What to work on: Among the records below, find the line that has "pub fn new(config: Config)"; from there, give the lines again exactly, and stop after the line that has "invocations, then returns.".

Exercise data:
*** Block opens ***

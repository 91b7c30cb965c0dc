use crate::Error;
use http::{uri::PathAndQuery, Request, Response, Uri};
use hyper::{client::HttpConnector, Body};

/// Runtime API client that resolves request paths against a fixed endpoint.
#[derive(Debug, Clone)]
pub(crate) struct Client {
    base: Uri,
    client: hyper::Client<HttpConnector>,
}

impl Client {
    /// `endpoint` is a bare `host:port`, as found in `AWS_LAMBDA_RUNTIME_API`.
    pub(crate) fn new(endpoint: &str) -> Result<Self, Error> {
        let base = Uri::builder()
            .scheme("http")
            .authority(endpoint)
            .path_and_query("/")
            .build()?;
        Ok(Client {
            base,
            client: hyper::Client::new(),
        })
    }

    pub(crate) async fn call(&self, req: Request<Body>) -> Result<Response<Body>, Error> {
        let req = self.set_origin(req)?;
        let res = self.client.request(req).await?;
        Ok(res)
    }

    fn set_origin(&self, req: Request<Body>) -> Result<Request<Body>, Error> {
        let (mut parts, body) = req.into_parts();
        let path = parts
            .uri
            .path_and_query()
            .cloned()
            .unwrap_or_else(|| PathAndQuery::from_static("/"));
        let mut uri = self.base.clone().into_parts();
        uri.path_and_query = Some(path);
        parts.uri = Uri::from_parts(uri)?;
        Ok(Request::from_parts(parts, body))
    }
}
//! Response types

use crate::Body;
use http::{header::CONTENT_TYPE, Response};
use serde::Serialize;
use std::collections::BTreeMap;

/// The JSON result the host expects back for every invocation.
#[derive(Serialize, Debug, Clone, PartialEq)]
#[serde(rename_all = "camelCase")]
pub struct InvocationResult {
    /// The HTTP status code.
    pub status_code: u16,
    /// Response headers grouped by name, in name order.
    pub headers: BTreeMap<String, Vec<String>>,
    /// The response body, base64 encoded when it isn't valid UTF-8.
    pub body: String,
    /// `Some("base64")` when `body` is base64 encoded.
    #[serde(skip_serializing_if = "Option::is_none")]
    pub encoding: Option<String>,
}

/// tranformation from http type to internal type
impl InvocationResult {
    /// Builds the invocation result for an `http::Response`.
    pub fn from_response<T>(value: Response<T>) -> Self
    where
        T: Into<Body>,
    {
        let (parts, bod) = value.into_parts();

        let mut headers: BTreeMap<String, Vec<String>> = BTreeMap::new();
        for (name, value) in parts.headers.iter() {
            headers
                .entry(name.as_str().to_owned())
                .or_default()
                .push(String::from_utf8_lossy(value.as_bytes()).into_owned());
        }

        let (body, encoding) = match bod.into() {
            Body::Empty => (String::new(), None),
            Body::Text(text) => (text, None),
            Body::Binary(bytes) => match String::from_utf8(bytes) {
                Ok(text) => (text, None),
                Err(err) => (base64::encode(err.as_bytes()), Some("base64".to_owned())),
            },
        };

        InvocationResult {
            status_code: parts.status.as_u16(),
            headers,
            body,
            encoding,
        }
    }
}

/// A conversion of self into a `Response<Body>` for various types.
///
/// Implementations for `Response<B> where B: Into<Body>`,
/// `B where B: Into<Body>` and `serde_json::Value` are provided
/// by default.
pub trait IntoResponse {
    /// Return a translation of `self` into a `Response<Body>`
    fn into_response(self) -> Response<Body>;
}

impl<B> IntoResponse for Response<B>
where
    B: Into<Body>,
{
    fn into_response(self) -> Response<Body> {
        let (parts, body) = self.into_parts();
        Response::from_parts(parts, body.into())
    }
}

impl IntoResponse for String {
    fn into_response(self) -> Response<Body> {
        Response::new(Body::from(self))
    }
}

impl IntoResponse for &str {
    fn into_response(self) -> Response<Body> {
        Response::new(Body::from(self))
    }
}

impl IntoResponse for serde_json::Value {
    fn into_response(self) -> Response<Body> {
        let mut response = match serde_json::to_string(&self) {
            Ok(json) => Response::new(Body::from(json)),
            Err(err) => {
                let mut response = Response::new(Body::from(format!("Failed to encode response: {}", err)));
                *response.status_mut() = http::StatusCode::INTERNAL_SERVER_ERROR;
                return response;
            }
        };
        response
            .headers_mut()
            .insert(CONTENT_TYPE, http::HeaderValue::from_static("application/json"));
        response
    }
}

*** Block closes ***
*** Block opens ***

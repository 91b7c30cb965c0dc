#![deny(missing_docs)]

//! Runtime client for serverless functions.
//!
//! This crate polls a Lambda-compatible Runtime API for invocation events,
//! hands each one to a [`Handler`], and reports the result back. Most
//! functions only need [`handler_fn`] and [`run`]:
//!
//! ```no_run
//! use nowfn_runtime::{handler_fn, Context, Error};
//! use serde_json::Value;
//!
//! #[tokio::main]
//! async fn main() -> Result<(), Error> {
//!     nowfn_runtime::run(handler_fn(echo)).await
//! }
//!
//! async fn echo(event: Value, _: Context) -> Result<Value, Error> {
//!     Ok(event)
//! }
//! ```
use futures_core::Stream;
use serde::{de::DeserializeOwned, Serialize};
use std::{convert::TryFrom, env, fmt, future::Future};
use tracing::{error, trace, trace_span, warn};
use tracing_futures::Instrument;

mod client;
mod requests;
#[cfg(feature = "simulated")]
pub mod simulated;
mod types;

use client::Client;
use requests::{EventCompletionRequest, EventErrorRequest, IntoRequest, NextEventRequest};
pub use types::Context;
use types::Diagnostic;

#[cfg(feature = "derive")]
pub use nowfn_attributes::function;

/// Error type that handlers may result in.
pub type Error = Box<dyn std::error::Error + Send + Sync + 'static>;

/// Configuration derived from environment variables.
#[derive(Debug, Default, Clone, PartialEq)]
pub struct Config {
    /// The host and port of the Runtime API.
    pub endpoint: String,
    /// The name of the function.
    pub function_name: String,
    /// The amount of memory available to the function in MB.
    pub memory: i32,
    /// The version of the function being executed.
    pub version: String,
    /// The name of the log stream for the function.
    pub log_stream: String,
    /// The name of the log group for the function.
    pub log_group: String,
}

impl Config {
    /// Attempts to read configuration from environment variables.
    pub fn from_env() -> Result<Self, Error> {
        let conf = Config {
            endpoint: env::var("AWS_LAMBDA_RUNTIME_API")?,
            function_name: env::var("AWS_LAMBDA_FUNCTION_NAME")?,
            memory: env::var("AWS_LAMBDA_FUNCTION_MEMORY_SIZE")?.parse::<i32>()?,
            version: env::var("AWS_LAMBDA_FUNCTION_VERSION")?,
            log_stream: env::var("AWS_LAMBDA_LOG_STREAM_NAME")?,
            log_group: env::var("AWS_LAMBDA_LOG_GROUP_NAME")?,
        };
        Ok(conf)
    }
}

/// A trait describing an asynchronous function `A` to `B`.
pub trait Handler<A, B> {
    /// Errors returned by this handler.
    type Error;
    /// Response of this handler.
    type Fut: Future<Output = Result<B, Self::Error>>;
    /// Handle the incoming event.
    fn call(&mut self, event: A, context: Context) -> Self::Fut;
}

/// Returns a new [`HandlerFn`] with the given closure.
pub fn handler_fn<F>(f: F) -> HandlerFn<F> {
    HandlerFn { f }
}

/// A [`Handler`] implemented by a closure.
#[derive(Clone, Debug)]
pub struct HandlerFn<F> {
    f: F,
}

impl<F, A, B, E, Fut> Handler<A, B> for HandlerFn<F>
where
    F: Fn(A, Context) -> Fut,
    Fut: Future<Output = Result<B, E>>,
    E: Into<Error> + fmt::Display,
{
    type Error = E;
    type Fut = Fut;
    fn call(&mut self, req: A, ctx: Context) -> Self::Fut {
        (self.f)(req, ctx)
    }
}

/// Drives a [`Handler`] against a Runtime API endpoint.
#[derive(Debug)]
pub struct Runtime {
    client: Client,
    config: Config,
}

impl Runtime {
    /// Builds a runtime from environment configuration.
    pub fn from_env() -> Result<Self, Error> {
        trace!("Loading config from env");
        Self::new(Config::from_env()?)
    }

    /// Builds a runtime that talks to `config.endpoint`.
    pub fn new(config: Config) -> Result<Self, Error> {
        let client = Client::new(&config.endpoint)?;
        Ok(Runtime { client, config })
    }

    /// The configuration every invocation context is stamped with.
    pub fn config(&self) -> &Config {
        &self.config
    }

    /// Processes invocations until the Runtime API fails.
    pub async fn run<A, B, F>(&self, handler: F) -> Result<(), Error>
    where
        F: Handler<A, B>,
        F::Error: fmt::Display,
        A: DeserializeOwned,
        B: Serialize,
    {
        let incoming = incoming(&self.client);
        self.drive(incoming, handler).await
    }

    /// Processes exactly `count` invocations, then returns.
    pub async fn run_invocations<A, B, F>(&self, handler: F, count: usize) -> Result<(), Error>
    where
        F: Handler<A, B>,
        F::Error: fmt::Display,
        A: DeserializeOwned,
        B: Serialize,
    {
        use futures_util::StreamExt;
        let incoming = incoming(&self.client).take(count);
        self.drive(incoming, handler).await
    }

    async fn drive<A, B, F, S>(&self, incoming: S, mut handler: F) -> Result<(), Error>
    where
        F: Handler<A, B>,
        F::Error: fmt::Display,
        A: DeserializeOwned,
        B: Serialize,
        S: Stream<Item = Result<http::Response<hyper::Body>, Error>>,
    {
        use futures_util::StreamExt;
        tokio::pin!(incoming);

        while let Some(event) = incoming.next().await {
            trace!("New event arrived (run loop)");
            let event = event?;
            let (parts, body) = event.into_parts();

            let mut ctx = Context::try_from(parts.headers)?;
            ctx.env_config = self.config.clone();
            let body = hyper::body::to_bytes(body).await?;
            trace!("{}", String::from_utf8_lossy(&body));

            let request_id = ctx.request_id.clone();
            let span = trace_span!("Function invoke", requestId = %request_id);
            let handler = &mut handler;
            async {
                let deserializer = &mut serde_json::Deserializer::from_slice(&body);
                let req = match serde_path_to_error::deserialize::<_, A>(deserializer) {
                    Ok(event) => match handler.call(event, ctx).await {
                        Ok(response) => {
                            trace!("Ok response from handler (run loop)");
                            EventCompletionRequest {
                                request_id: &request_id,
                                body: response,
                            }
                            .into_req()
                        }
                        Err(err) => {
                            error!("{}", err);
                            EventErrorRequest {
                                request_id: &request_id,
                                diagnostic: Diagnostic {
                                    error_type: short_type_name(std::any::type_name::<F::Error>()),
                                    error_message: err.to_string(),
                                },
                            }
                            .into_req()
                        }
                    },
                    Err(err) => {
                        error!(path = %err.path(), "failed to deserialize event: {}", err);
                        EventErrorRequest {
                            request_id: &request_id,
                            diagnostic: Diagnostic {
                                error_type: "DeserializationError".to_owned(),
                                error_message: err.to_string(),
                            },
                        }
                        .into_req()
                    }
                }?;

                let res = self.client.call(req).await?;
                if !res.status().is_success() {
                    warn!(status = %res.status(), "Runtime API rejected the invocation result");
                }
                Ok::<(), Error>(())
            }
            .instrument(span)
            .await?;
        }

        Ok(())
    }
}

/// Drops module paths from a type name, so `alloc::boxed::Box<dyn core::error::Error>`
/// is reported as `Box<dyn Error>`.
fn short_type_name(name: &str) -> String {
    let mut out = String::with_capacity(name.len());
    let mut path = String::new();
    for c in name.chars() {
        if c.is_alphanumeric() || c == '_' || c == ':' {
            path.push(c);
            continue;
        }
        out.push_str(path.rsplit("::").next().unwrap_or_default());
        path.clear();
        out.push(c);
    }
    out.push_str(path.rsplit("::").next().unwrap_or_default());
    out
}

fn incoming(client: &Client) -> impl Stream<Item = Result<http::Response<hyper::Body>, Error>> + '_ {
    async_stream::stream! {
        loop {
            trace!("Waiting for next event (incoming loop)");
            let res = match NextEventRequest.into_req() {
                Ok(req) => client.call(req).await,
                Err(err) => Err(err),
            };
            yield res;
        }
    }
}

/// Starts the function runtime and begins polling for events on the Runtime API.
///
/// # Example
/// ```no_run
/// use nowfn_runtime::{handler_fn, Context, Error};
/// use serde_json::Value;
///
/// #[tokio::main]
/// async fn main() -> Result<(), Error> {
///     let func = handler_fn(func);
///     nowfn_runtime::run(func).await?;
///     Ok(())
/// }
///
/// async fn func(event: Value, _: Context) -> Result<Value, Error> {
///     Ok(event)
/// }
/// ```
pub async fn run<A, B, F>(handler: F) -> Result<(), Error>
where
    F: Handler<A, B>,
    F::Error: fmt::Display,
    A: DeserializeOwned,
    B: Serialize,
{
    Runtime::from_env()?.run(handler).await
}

*** Block closes ***

Answer section:
    pub fn new(config: Config) -> Result<Self, Error> {
        let client = Client::new(&config.endpoint)?;
        Ok(Runtime { client, config })
    }

    /// The configuration every invocation context is stamped with.
    pub fn config(&self) -> &Config {
        &self.config
    }

    /// Processes invocations until the Runtime API fails.
    pub async fn run<A, B, F>(&self, handler: F) -> Result<(), Error>
    where
        F: Handler<A, B>,
        F::Error: fmt::Display,
        A: DeserializeOwned,
        B: Serialize,
    {
        let incoming = incoming(&self.client);
        self.drive(incoming, handler).await
    }

    /// Processes exactly `count` invocations, then returns.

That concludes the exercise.